◆ Task statement: Please repeat the data shown below, word for word.
---------- Available data ----------
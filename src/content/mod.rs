//! Content store for plaza.
//!
//! Posts, comments on posts, and official admin replies, together with
//! their like sets and the ordered child id lists kept on each post.

mod comment_repository;
mod post_repository;
mod reply_repository;
mod service;
mod types;

pub use comment_repository::CommentRepository;
pub use post_repository::PostRepository;
pub use reply_repository::ReplyRepository;
pub use service::ContentService;
pub use types::{
    validate_content, AdminReply, Comment, ContentKind, NewAdminReply, NewComment, NewPost, Page,
    PageRequest, Post, PostThread, MAX_COMMENT_LENGTH, MAX_POST_LENGTH, MAX_REPLY_LENGTH,
};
----------
◆ Response area:
filename src/content/mod.rs
//! Content store for plaza.
//!
//! Posts, comments on posts, and official admin replies, together with
//! their like sets and the ordered child id lists kept on each post.

mod comment_repository;
mod post_repository;
mod reply_repository;
mod service;
mod types;

pub use comment_repository::CommentRepository;
pub use post_repository::PostRepository;
pub use reply_repository::ReplyRepository;
pub use service::ContentService;
pub use types::{
    validate_content, AdminReply, Comment, ContentKind, NewAdminReply, NewComment, NewPost, Page,
    PageRequest, Post, PostThread, MAX_COMMENT_LENGTH, MAX_POST_LENGTH, MAX_REPLY_LENGTH,
};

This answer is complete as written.